O Engraxate e o Advogado

Artigo de Elenildo Lenon Nunes Rocha, Advogado, Funcionário do BB e empresário.

É incrível o tratamento dado aos Advogados baianos por significativa parcela dos magistrados que atuam no interior do Estado.

A ideia de que o Advogado é indispensável à administração da Justiça, ao que se afigura, parece que só no papel, já que é texto de lei, inserto na Constituição Federal Brasileira.

Aqui na Bahia isso se vê com muito mais clareza que em outros Estados, como o Tocantins, por exemplo, que é muito mais pobre e a coisa não é bem assim.

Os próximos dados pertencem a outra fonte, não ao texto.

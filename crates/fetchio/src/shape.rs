// Ordered shape probe for duck-typed upstream JSON.
//
// Several backends answer the same endpoint with one of two response
// shapes depending on server version. Decoding is an explicit ordered
// attempt: try the preferred shape (with an acceptance check, since a
// permissive shape can decode vacuously), then the legacy shape, and fail
// only if neither matches.

use serde::de::DeserializeOwned;

#[derive(Debug)]
pub enum Shape<A, B> {
    First(A),
    Second(B),
}

/// Decode `raw` as shape `A` if it parses and `accept_first` holds,
/// otherwise as shape `B`. The returned error is the second shape's parse
/// error.
pub fn probe_json<A, B>(
    raw: &[u8],
    accept_first: impl Fn(&A) -> bool,
) -> Result<Shape<A, B>, serde_json::Error>
where
    A: DeserializeOwned,
    B: DeserializeOwned,
{
    if let Ok(first) = serde_json::from_slice::<A>(raw)
        && accept_first(&first)
    {
        return Ok(Shape::First(first));
    }
    serde_json::from_slice::<B>(raw).map(Shape::Second)
}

Há certo tempo atrás, numa sexta-feira, dois Advogados se encontravam sentados naquele conjunto de cadeiras duras e azuis, ligadas umas nas outras, que geralmente são encontrados nos corredores de repartições públicas, desejando falar com um Juiz que atuava aqui na comarca de Luís Eduardo Magalhães, município que ocupa o sétimo lugar na economia baiana.

Frisa-se que as cadeiras que estão dispostas nos corredores do Foro local são as mesmas até hoje.

Um dos causídicos havia chegado pouco depois do início do expediente, beirando às 14 horas. O outro um pouco mais tarde, passando das 15 horas. O expediente iniciava ao meio dia, mas na prática, o magistrado nunca chegava no horário.

Ambos, com problemas distintos, mas com um “sonho” em comum, serem recebidos pelo magistrado. Naquelas horas que passavam mais rápido do que se desejava, o homem de terno com um brasão do tribunal na lapela por vezes saia de seu gabinete, passava em frente aos dois advogados, sem cumprimenta-los, é claro, e, grudado no celular, afinal era seu melhor passatempo.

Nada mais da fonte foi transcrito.